> [Given records]
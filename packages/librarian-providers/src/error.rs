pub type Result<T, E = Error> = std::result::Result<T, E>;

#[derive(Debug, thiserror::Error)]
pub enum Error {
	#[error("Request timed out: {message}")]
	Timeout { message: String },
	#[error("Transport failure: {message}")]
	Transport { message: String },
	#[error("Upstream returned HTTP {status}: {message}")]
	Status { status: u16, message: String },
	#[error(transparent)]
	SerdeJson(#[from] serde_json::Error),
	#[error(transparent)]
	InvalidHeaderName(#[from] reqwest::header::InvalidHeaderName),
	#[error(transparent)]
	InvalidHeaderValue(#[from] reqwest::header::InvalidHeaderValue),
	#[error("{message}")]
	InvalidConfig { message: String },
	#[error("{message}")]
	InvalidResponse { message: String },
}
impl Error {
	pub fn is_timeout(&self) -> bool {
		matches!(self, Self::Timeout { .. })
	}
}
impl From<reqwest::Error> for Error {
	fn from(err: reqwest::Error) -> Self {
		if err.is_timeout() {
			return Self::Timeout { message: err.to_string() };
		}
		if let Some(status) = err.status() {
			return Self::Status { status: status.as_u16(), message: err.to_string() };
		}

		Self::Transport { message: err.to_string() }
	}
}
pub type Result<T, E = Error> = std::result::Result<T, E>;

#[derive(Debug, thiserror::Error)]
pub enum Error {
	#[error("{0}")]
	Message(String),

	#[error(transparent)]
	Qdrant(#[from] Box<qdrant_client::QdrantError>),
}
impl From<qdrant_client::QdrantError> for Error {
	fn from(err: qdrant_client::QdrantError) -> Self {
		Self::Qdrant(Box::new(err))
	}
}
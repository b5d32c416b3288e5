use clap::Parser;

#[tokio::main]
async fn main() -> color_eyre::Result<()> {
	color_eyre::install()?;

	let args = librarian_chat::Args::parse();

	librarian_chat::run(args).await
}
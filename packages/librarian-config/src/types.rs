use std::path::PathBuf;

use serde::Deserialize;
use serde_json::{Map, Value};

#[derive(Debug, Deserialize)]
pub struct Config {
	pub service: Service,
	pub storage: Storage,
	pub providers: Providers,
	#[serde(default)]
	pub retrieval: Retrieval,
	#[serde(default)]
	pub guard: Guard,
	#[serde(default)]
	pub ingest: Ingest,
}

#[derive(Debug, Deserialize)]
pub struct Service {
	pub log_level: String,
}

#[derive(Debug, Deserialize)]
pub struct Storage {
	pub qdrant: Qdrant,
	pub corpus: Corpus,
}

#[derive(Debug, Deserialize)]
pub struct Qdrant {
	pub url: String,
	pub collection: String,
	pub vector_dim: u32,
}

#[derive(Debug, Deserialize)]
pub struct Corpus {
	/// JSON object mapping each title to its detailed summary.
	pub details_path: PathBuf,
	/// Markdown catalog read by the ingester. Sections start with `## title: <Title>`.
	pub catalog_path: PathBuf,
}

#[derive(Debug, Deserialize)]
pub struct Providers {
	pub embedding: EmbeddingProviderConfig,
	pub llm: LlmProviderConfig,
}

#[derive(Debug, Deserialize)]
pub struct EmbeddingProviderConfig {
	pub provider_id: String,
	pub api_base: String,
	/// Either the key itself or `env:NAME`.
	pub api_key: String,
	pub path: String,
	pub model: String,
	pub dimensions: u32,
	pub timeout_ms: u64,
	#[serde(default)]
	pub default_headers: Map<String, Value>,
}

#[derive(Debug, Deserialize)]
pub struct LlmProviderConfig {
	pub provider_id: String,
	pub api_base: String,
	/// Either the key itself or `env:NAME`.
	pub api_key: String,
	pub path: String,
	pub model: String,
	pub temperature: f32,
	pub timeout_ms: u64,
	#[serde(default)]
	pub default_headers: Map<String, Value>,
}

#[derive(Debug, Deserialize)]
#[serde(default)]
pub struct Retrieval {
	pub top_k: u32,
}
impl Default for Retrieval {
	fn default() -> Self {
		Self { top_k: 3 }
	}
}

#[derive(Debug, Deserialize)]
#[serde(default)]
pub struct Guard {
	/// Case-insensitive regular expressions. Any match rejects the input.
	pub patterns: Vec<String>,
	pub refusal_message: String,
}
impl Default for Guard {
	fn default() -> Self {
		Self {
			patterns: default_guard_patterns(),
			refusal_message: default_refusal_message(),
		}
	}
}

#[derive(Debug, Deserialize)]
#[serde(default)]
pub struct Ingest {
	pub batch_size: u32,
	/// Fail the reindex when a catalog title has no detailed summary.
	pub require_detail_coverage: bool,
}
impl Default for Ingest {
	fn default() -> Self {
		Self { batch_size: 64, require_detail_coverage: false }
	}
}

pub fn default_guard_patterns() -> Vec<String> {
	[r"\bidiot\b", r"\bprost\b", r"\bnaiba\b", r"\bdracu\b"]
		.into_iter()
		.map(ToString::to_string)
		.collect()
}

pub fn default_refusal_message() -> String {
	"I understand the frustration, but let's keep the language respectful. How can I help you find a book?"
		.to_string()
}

> [Work instructions] Tally up the lines in the preceding listing that contain the string "filename". Respond with the number and nothing else.

> [Task result] 2